12th MR Methods Meeting
14. September 2017, 15:30 Uhr, DZNE, Haus 64, Raum 121
Title: "A new non-parametric and threshold-free framework for statistical inference of fMRI data"
Speaker: PD. Dr. Gabriele Lohmann
Group: Max-Planck-Institut für biologische Kybernetik Tübingen
Abstract: One of the principal goals in functional magnetic resonance imaging (fMRI) is the detection of activations in the human brain. For this purpose, statistical inference methods are needed in order to separate signal from noise. Recent publications have shown that inflated false positive rates and lack of statistical power pose very serious problems in fMRI so that better methods for statistical inference are urgently needed. Furthermore, there are currently no statistical methods that specifically meet the requirements of high-resolution imaging data acquired at ultrahigh field MRI scanners (>7 Tesla). Here we propose a new general framework called LISA to address this demand.
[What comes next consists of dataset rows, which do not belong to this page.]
//! 핀 상태 모델

use serde::{Deserialize, Serialize};

/// 핀 종류
///
/// 가상 핀(`vw`/`vr`)과 디지털 핀(`dw`)은 서로 다른 맵에 저장됩니다.
#[derive(Debug, Clone, Copy, PartialEq, Eq, Hash, Serialize, Deserialize)]
#[serde(rename_all = "snake_case")]
pub enum PinKind {
    Virtual,
    Digital,
}

/// 저장된 값의 추론 타입
#[derive(Debug, Clone, Copy, PartialEq, Eq, Serialize, Deserialize)]
#[serde(rename_all = "SCREAMING_SNAKE_CASE")]
pub enum PinDataType {
    String,
    Integer,
    Float,
    Boolean,
}

impl PinDataType {
    /// 값 문자열로부터 데이터 타입을 추론합니다.
    ///
    /// `true`/`false` → BOOLEAN, 정수 → INTEGER, 실수 → FLOAT, 그 외 STRING.
    ///
    /// # Examples
    ///
    /// ```rust
    /// use shared::PinDataType;
    /// assert_eq!(PinDataType::infer("512"), PinDataType::Integer);
    /// assert_eq!(PinDataType::infer("21.5"), PinDataType::Float);
    /// ```
    pub fn infer(value: &str) -> Self {
        let trimmed = value.trim();
        if trimmed.eq_ignore_ascii_case("true") || trimmed.eq_ignore_ascii_case("false") {
            return PinDataType::Boolean;
        }
        if trimmed.parse::<i64>().is_ok() {
            return PinDataType::Integer;
        }
        // "NaN", "inf" 같은 표기는 문자열로 취급
        match trimmed.parse::<f64>() {
            Ok(v) if v.is_finite() => PinDataType::Float,
            _ => PinDataType::String,
        }
    }

    pub fn as_str(&self) -> &'static str {
        match self {
            PinDataType::String => "STRING",
            PinDataType::Integer => "INTEGER",
            PinDataType::Float => "FLOAT",
            PinDataType::Boolean => "BOOLEAN",
        }
    }
}

/// 핀 하나의 현재 값
#[derive(Debug, Clone, PartialEq, Serialize, Deserialize)]
#[serde(rename_all = "camelCase")]
pub struct PinState {
    pub pin_number: u16,
    pub value: String,
    pub data_type: PinDataType,
    /// 마지막 갱신 시각 (Unix 밀리초)
    pub last_updated_epoch: i64,
}

impl PinState {
    pub fn new(pin_number: u16, value: impl Into<String>, now_millis: i64) -> Self {
        let value = value.into();
        Self {
            pin_number,
            data_type: PinDataType::infer(&value),
            value,
            last_updated_epoch: now_millis,
        }
    }
}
Compared to widely used other methods, we show that it has higher statistical power without inflating the false positive rate so that smaller sample sizes are required to detect true effects reliably. It is applicable in a wide range of scenarios such as standard group analysis, single subject analysis or multivariate pattern analysis. Furthermore, it preserves spatial precision making it suitable for ultrahigh-resolution imaging. LISA is non-parametric and threshold-free.